To most people, addiction recovery seems pretty cut and dry. They say things like “just put the drugs/bottle down” as if the answer to years of pain and trauma is so simple. Sure, most people know that detoxing is a necessary step for overcoming substance abuse, but the over-simplification of recovery is a major contributor to harmful stigmas and falsehoods surrounding the journey. What many seldom realize is that the journey goes well beyond purging your system of toxins: it’s continuous, daily commitment to making the best decisions for your life. Even detox isn’t as straightforward and simple as we think it is. Here are the five stages of detox necessary for long-term recovery:
The easiest stage of detox for most people to understand is physical. Breaking those bonds of addiction allows our minds to be clear as we take on the mental, emotional, and spiritual aspects of recovery. For many beginning their journey, this stage is the most daunting; active addiction makes it seem impossible to lead a sober life. Fear of withdrawal symptoms or failing to stay true to your path may cause hesitation.
It’s important to recognize that these fears are your addiction’s attempt to maintain control over your life. As a disease of the mind, addiction will do anything it can to keep you sick and miserable. Through the clinically supervised MAT detox programs offered at Edge Recovery, you can begin your transition into sober life safely and comfortably.
While most people understand that detox is primarily a physical process, the emotional aspects of detox is necessary, too. People who have never experienced addiction don’t realize that the emotional and psychological ties to substance abuse can be stronger than any physical urge. Often drugs or alcohol act as a buffer between you and emotionally difficult situations, offering an escape or emotional numbing. Challenging the impulse to drink or get high when things get tough takes conscious effort and the incorporation of healthier habits and coping mechanisms.

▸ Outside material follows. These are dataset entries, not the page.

//! Rollout controller
//!
//! Turns one guardrail decision into at most one policy registry write:
//!
//! - GO moves to the next stage strictly below the current control rate, or
//!   reports `AlreadyBestStage` without writing when none is left.
//! - HOLD re-registers the current rate and mode so the reasons land in the
//!   audit history.
//! - ROLLBACK restores the rollback target in EXPERIMENT mode.
//!
//! The read of the current state and the write of its successor happen inside
//! one registry transaction.

use crate::config::GuardConfig;
use crate::guardrail::{Decision, GuardrailDecision};
use crate::policy::{
    PolicyMode, PolicyRegistryService, PolicyState, PolicyUpdate, RegistryError, RegistryStore,
};
use serde::Serialize;

/// Rates closer than this are treated as the same stage
const RATE_EPSILON: f64 = 1e-9;

/// Descending control-rate stages plus the rollback target
#[derive(Debug, Clone, PartialEq)]
pub struct StageLadder {
    stages: Vec<f64>,
    rollback_to: f64,
}

impl Default for StageLadder {
    fn default() -> Self {
        Self::new(vec![0.10, 0.05, 0.02, 0.00], 0.10)
    }
}

impl StageLadder {
    pub fn new(stages: Vec<f64>, rollback_to: f64) -> Self {
        Self {
            stages,
            rollback_to,
        }
    }

    pub fn from_config(config: &GuardConfig) -> Self {
        Self::new(config.stages.clone(), config.rollback_to)
    }

    pub fn stages(&self) -> &[f64] {
        &self.stages
    }

    pub fn rollback_to(&self) -> f64 {
        self.rollback_to
    }

    /// First stage strictly below `current`
    pub fn next_stage(&self, current: f64) -> Option<f64> {
        self.stages
            .iter()
            .copied()
            .find(|&rate| rate < current - RATE_EPSILON)
    }

    /// Registry update a decision calls for, given the current state
    pub fn plan(&self, current: &PolicyState, decision: &GuardrailDecision) -> Option<PolicyUpdate> {
        let reasons = decision.reasons_joined();
        match decision.decision {
            Decision::Go => self.next_stage(current.control_rate).map(|rate| PolicyUpdate {
                control_rate: rate,
                mode: PolicyMode::Experiment,
                notes: format!("rollout GO -> {}. {}", rate, reasons),
            }),
            Decision::Hold => Some(PolicyUpdate {
                control_rate: current.control_rate,
                mode: current.mode,
                notes: format!("hold. {}", reasons),
            }),
            Decision::Rollback => Some(PolicyUpdate {
                control_rate: self.rollback_to,
                mode: PolicyMode::Experiment,
                notes: format!("rollback. {}", reasons),
            }),
        }
    }
}

/// What a rollout step did to the registry
#[derive(Debug, Clone, PartialEq, Serialize)]
#[serde(tag = "outcome", rename_all = "snake_case")]
pub enum RolloutOutcome {
    Advanced { from: PolicyState, state: PolicyState },
    /// GO at the terminal stage; nothing written
    AlreadyBestStage { state: PolicyState },
    Held { from: PolicyState, state: PolicyState },
    RolledBack { from: PolicyState, state: PolicyState },
}

impl RolloutOutcome {
    /// Policy in force after the step
    pub fn state(&self) -> &PolicyState {
        match self {
            RolloutOutcome::Advanced { state, .. }
            | RolloutOutcome::AlreadyBestStage { state }
            | RolloutOutcome::Held { state, .. }
            | RolloutOutcome::RolledBack { state, .. } => state,
        }
    }

    /// Whether a new registry version was (or would be) written
    pub fn mutated(&self) -> bool {
        !matches!(self, RolloutOutcome::AlreadyBestStage { .. })
    }

    fn resolve(decision: Decision, from: PolicyState, created: Option<PolicyState>) -> Self {
        match (decision, created) {
            (_, None) => RolloutOutcome::AlreadyBestStage { state: from },
            (Decision::Go, Some(state)) => RolloutOutcome::Advanced { from, state },
            (Decision::Hold, Some(state)) => RolloutOutcome::Held { from, state },
            (Decision::Rollback, Some(state)) => RolloutOutcome::RolledBack { from, state },
        }
    }
}

/// Sole writer of the policy registry
///
/// # Example
/// ```
/// use rollout_guard::guardrail::{Decision, GuardrailDecision};
/// use rollout_guard::policy::{MemoryStore, PolicyRegistryService};
/// use rollout_guard::rollout::{RolloutController, StageLadder};
///
/// let registry = PolicyRegistryService::new(MemoryStore::new(), 0.10);
/// let controller = RolloutController::new(registry, StageLadder::default());
///
/// let go = GuardrailDecision { decision: Decision::Go, reasons: vec![] };
/// let outcome = controller.advance(&go)?;
/// assert_eq!(outcome.state().control_rate, 0.05);
/// # Ok::<(), rollout_guard::policy::RegistryError>(())
/// ```
#[derive(Debug)]
pub struct RolloutController<S: RegistryStore> {
    registry: PolicyRegistryService<S>,
    ladder: StageLadder,
}

impl<S: RegistryStore> RolloutController<S> {
    pub fn new(registry: PolicyRegistryService<S>, ladder: StageLadder) -> Self {
        Self { registry, ladder }
    }

    pub fn registry(&self) -> &PolicyRegistryService<S> {
        &self.registry
    }

    pub fn ladder(&self) -> &StageLadder {
        &self.ladder
    }

    /// Apply one guardrail decision to the registry
    pub fn advance(&self, decision: &GuardrailDecision) -> Result<RolloutOutcome, RegistryError> {
        let tx = self
            .registry
            .transact(|current| self.ladder.plan(current, decision))?;
        let outcome = RolloutOutcome::resolve(decision.decision, tx.previous, tx.created);
        log_outcome(&outcome, false);
        Ok(outcome)
    }

    /// Outcome `advance` would produce, without writing
    pub fn preview(&self, decision: &GuardrailDecision) -> Result<RolloutOutcome, RegistryError> {
        let mut registry = self.registry.load()?;
        let from = registry.current.clone();
        let created = self
            .ladder
            .plan(&from, decision)
            .map(|update| registry.supersede(update, "DRY-RUN".to_string()));
        let outcome = RolloutOutcome::resolve(decision.decision, from, created);
        log_outcome(&outcome, true);
        Ok(outcome)
    }
}

fn log_outcome(outcome: &RolloutOutcome, dry_run: bool) {
    match outcome {
        RolloutOutcome::Advanced { from, state } => tracing::info!(
            dry_run,
            from = from.control_rate,
            to = state.control_rate,
            version = %state.policy_version,
            "Rollout advanced"
        ),
        RolloutOutcome::AlreadyBestStage { state } => tracing::info!(
            dry_run,
            control_rate = state.control_rate,
            version = %state.policy_version,
            "Rollout already at best stage"
        ),
        RolloutOutcome::Held { state, .. } => tracing::info!(
            dry_run,
            control_rate = state.control_rate,
            version = %state.policy_version,
            "Rollout held"
        ),
        RolloutOutcome::RolledBack { from, state } => tracing::warn!(
            dry_run,
            from = from.control_rate,
            to = state.control_rate,
            version = %state.policy_version,
            "Rollout rolled back"
        ),
    }
}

Closely connected with the emotional aspect of addiction recovery, mental detox comes with its own challenges. We know that addiction heavily influences the way we think and behave, so the detox process also begins our journey of breaking mental dependency on illicit substances. In active addiction, we are convinced that our drug and alcohol use isn’t a problem or that it’s a vital means of coping with life. Learning to recognize the harm substance abuse brings to your life helps to solidify your commitment to sober living. Any and all lifestyle transformations begin internally and mentally before they ever manifest physically.
Understanding the benefits of the internal stages of detox is straightforward enough, however, neglecting external influences can quickly lead to unexpected triggers and relapse. While undergoing medically assisted detox through a fully accredited facility creates a recovery-focused environment, you must still purge negative influences beyond your time in treatment to ensure long-term recovery success. Continuing to associate yourself with toxic people, keep harmful habits and routines, and overall maintain the same lifestyle as began your journey will only hinder your growth and progress. Remember: if it isn’t helping you move forward, it’s holding you back.

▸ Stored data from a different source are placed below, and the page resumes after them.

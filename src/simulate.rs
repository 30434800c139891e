//! Synthetic claim ledgers for demos, tests and benchmarks
//!
//! Claims go through the real assignment path, so the arm split matches what
//! the scorer would produce for the same salt and control rate. Only the
//! TREATMENT paid amounts are shaped per scenario.

use crate::assignment::{Assigner, ScoredClaim};
use crate::effect::paid_amounts;
use crate::ledger::{Arm, ClaimRecord};
use crate::policy::PolicyState;
use crate::regression::{mean, sample_variance};
use chrono::{Duration, NaiveDate};
use clap::ValueEnum;
use rand::rngs::StdRng;
use rand::{Rng, SeedableRng};
use std::collections::BTreeMap;

pub const CHANNELS: &[&str] = &["web", "app", "agent", "partner"];
pub const PRODUCTS: &[&str] = &["auto", "health", "home"];
pub const REGIONS: &[&str] = &["north", "south", "east", "west"];

const SIM_DAYS: i64 = 28;
const REVIEW_THRESHOLD: f64 = 0.85;

/// Welch statistic the HOLD scenario is calibrated to
const HOLD_T_STATISTIC: f64 = 0.8;

/// Synthetic outcome shape
#[derive(Debug, Clone, Copy, PartialEq, Eq, ValueEnum)]
pub enum Scenario {
    /// TREATMENT pays 20% less everywhere
    Go,
    /// Small saving, well inside the noise
    Hold,
    /// TREATMENT pays 10% more everywhere
    Rollback,
    /// Saving overall, but the partner channel pays 40% more
    SegmentRegression,
}

fn sim_start() -> NaiveDate {
    NaiveDate::from_ymd_opt(2024, 3, 1).unwrap_or_default()
}

fn pick<'a>(rng: &mut StdRng, values: &[&'a str]) -> &'a str {
    values[rng.gen_range(0..values.len())]
}

/// Scored claims before any policy is applied
pub fn scored_claims(n_claims: usize, seed: u64) -> Vec<ScoredClaim> {
    let mut rng = StdRng::seed_from_u64(seed);
    let start = sim_start();

    (0..n_claims)
        .map(|i| {
            let mut segments = BTreeMap::new();
            segments.insert("channel".to_string(), pick(&mut rng, CHANNELS).to_string());
            segments.insert("product".to_string(), pick(&mut rng, PRODUCTS).to_string());
            segments.insert("region".to_string(), pick(&mut rng, REGIONS).to_string());

            ScoredClaim {
                claim_id: format!("C{:07}", i),
                claim_date: start + Duration::days(i as i64 % SIM_DAYS),
                paid_amount: rng.gen_range(50_000.0..400_000.0),
                risk_score: Some(rng.gen::<f64>()),
                segments,
            }
        })
        .collect()
}

/// Generate a deterministic ledger for a scenario
///
/// # Example
/// ```
/// use rollout_guard::simulate::{simulate_ledger, Scenario};
///
/// let a = simulate_ledger(Scenario::Go, 200, 7, "fraud-exp-v1", 0.10);
/// let b = simulate_ledger(Scenario::Go, 200, 7, "fraud-exp-v1", 0.10);
/// assert_eq!(a, b);
/// ```
pub fn simulate_ledger(
    scenario: Scenario,
    n_claims: usize,
    seed: u64,
    salt: &str,
    control_rate: f64,
) -> Vec<ClaimRecord> {
    let assigner = Assigner::new(salt, PolicyState::initial(control_rate), REVIEW_THRESHOLD);
    let mut records = assigner.apply_batch(scored_claims(n_claims, seed));

    for record in records.iter_mut().filter(|r| r.arm == Arm::Treatment) {
        record.paid_amount *= treatment_multiplier(scenario, record);
    }
    if scenario == Scenario::Hold {
        calibrate_treatment(&mut records, HOLD_T_STATISTIC);
    }

    tracing::debug!(?scenario, claims = records.len(), seed, "Simulated claim ledger");
    records
}

fn treatment_multiplier(scenario: Scenario, record: &ClaimRecord) -> f64 {
    match scenario {
        Scenario::Go => 0.80,
        Scenario::Hold => 1.0,
        Scenario::Rollback => 1.10,
        Scenario::SegmentRegression => match record.segment("channel") {
            Some("partner") => 1.40,
            _ => 0.70,
        },
    }
}

/// Shift TREATMENT amounts so the Welch statistic equals `target_t`
fn calibrate_treatment(records: &mut [ClaimRecord], target_t: f64) {
    let control = paid_amounts(records, Arm::Control);
    let treatment = paid_amounts(records, Arm::Treatment);
    if control.len() < 2 || treatment.len() < 2 {
        return;
    }

    let se = (sample_variance(&control) / control.len() as f64
        + sample_variance(&treatment) / treatment.len() as f64)
        .sqrt();
    let shift = (mean(&control) - mean(&treatment)) - target_t * se;

    for record in records.iter_mut().filter(|r| r.arm == Arm::Treatment) {
        record.paid_amount = (record.paid_amount + shift).max(0.0);
    }
}

#[cfg(test)]
mod tests {
    use super::*;
    use crate::effect::estimate;
    use crate::ledger::ClaimDecision;

    #[test]
    fn test_simulation_is_deterministic_per_seed() {
        let a = simulate_ledger(Scenario::Rollback, 300, 42, "s", 0.1);
        let b = simulate_ledger(Scenario::Rollback, 300, 42, "s", 0.1);
        let c = simulate_ledger(Scenario::Rollback, 300, 43, "s", 0.1);
        assert_eq!(a, b);
        assert_ne!(a, c);
    }

    #[test]
    fn test_arms_follow_assignment() {
        let records = simulate_ledger(Scenario::Go, 500, 1, "fraud-exp-v1", 0.25);
        for r in &records {
            assert_eq!(r.arm, crate::assignment::assign(&r.claim_id, "fraud-exp-v1", 0.25));
            assert_eq!(r.control_rate, Some(0.25));
            assert_eq!(r.policy_version.as_deref(), Some("P0"));
        }
    }

    #[test]
    fn test_only_treatment_is_reviewed() {
        let records = simulate_ledger(Scenario::Go, 2000, 3, "s", 0.5);
        assert!(records
            .iter()
            .filter(|r| r.decision == ClaimDecision::Review)
            .all(|r| r.arm == Arm::Treatment && r.risk_score.unwrap_or(0.0) >= 0.85));
    }

    #[test]
    fn test_dates_span_the_window() {
        let records = simulate_ledger(Scenario::Go, 100, 3, "s", 0.1);
        let first = records.iter().map(|r| r.claim_date).min().unwrap();
        let last = records.iter().map(|r| r.claim_date).max().unwrap();
        assert_eq!(first, sim_start());
        assert_eq!(last, sim_start() + Duration::days(SIM_DAYS - 1));
    }

    #[test]
    fn test_go_and_rollback_effect_signs() {
        let go = estimate(&simulate_ledger(Scenario::Go, 3000, 11, "s", 0.1)).unwrap();
        assert!(go.effect > 0.0);

        let rollback = estimate(&simulate_ledger(Scenario::Rollback, 3000, 11, "s", 0.1)).unwrap();
        assert!(rollback.effect < 0.0);
    }

    #[test]
    fn test_hold_is_calibrated_inconclusive() {
        let records = simulate_ledger(Scenario::Hold, 2000, 5, "s", 0.1);
        let est = estimate(&records).unwrap();
        let sig = est.significance.unwrap();

        assert!(est.effect > 0.0);
        assert!((sig.t_statistic - HOLD_T_STATISTIC).abs() < 1e-6);
        assert!(sig.p_value > 0.05);
        assert!(sig.ci_low < 0.0);
    }
}
//! Deterministic experiment assignment
//!
//! A claim's arm is a pure function of `(claim_id, salt, control_rate)`:
//! SHA-256 over `salt:claim_id`, the leading 32 bits read as an unsigned
//! integer and scaled into [0, 1). No shared state, so any number of scoring
//! workers can assign in parallel and agree on every claim.
//!
//! The review policy applied at scoring time lives here as well, since it is
//! the only other per-claim decision taken with the current policy state.

use crate::ledger::{Arm, ClaimDecision, ClaimRecord};
use crate::policy::{PolicyMode, PolicyState};
use chrono::NaiveDate;
use sha2::{Digest, Sha256};
use std::collections::BTreeMap;

/// 2^32, so the bucket of the largest 32-bit value stays below 1.0
const BUCKET_SCALE: f64 = 4_294_967_296.0;

fn digest(claim_id: &str, salt: &str) -> [u8; 32] {
    let mut hasher = Sha256::new();
    hasher.update(salt.as_bytes());
    hasher.update(b":");
    hasher.update(claim_id.as_bytes());
    hasher.finalize().into()
}

/// Hex digest of `salt:claim_id`, logged by `assign` for audit
pub fn digest_hex(claim_id: &str, salt: &str) -> String {
    hex::encode(digest(claim_id, salt))
}

/// Position of a claim in [0, 1) for the given salt
pub fn bucket(claim_id: &str, salt: &str) -> f64 {
    let d = digest(claim_id, salt);
    let prefix = u32::from_be_bytes([d[0], d[1], d[2], d[3]]);
    f64::from(prefix) / BUCKET_SCALE
}

/// Assign a claim to CONTROL or TREATMENT
///
/// # Example
/// ```
/// use rollout_guard::assignment::assign;
/// use rollout_guard::ledger::Arm;
///
/// let arm = assign("C0000042", "fraud-exp-v1", 0.10);
/// assert_eq!(arm, assign("C0000042", "fraud-exp-v1", 0.10));
/// assert_eq!(assign("C0000042", "fraud-exp-v1", 0.0), Arm::Treatment);
/// assert_eq!(assign("C0000042", "fraud-exp-v1", 1.0), Arm::Control);
/// ```
pub fn assign(claim_id: &str, salt: &str, control_rate: f64) -> Arm {
    if bucket(claim_id, salt) < control_rate {
        Arm::Control
    } else {
        Arm::Treatment
    }
}

/// Review policy: only TREATMENT claims in EXPERIMENT mode are ever reviewed
pub fn review_decision(
    arm: Arm,
    score: Option<f64>,
    mode: PolicyMode,
    threshold: f64,
) -> ClaimDecision {
    match (mode, arm, score) {
        (PolicyMode::Experiment, Arm::Treatment, Some(s)) if s >= threshold => {
            ClaimDecision::Review
        }
        _ => ClaimDecision::Pay,
    }
}

/// REVIEW records ordered by descending score, truncated to `cap`
pub fn review_queue(records: &[ClaimRecord], cap: usize) -> Vec<&ClaimRecord> {
    let mut queue: Vec<&ClaimRecord> = records
        .iter()
        .filter(|r| r.decision == ClaimDecision::Review)
        .collect();
    queue.sort_by(|a, b| {
        let sa = a.risk_score.unwrap_or(0.0);
        let sb = b.risk_score.unwrap_or(0.0);
        sb.total_cmp(&sa)
    });
    queue.truncate(cap);
    queue
}

/// A claim as it leaves the scorer, before policy is applied
#[derive(Debug, Clone, PartialEq)]
pub struct ScoredClaim {
    pub claim_id: String,
    pub claim_date: NaiveDate,
    pub paid_amount: f64,
    pub risk_score: Option<f64>,
    pub segments: BTreeMap<String, String>,
}

/// Applies the current policy to scored claims
///
/// Stamps each ledger record with the policy version, mode and control rate
/// in force, so every row can be traced back to the registry entry that
/// produced it.
#[derive(Debug, Clone)]
pub struct Assigner {
    salt: String,
    policy: PolicyState,
    review_threshold: f64,
}

impl Assigner {
    pub fn new(salt: impl Into<String>, policy: PolicyState, review_threshold: f64) -> Self {
        Self {
            salt: salt.into(),
            policy,
            review_threshold,
        }
    }

    pub fn arm(&self, claim_id: &str) -> Arm {
        assign(claim_id, &self.salt, self.policy.control_rate)
    }

    pub fn apply(&self, claim: ScoredClaim) -> ClaimRecord {
        let arm = self.arm(&claim.claim_id);
        let decision = review_decision(
            arm,
            claim.risk_score,
            self.policy.mode,
            self.review_threshold,
        );

        ClaimRecord {
            claim_id: claim.claim_id,
            claim_date: claim.claim_date,
            arm,
            paid_amount: claim.paid_amount,
            decision,
            risk_score: claim.risk_score,
            policy_version: Some(self.policy.policy_version.clone()),
            mode: Some(self.policy.mode),
            control_rate: Some(self.policy.control_rate),
            segments: claim.segments,
        }
    }

    pub fn apply_batch(&self, claims: Vec<ScoredClaim>) -> Vec<ClaimRecord> {
        let records: Vec<ClaimRecord> = claims.into_iter().map(|c| self.apply(c)).collect();
        let control = records.iter().filter(|r| r.arm == Arm::Control).count();
        tracing::info!(
            policy_version = %self.policy.policy_version,
            control_rate = self.policy.control_rate,
            claims = records.len(),
            control,
            "Assigned scoring batch"
        );
        records
    }
}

Just as the mental and emotional detox stages go hand in hand, social and environmental detox play into each other as well. Part of living a sober life is surrounding yourself with positive influences to help you stay steady on your recovery journey. To put it bluntly, you can’t keep company with people who are actively indulging in substance abuse and expect to maintain your clean and sober lifestyle. Don’t try to strongarm your way through temptation to salvage friendships. The people who are meant to continue to be a part of your sober life will support and encourage you every step of the way.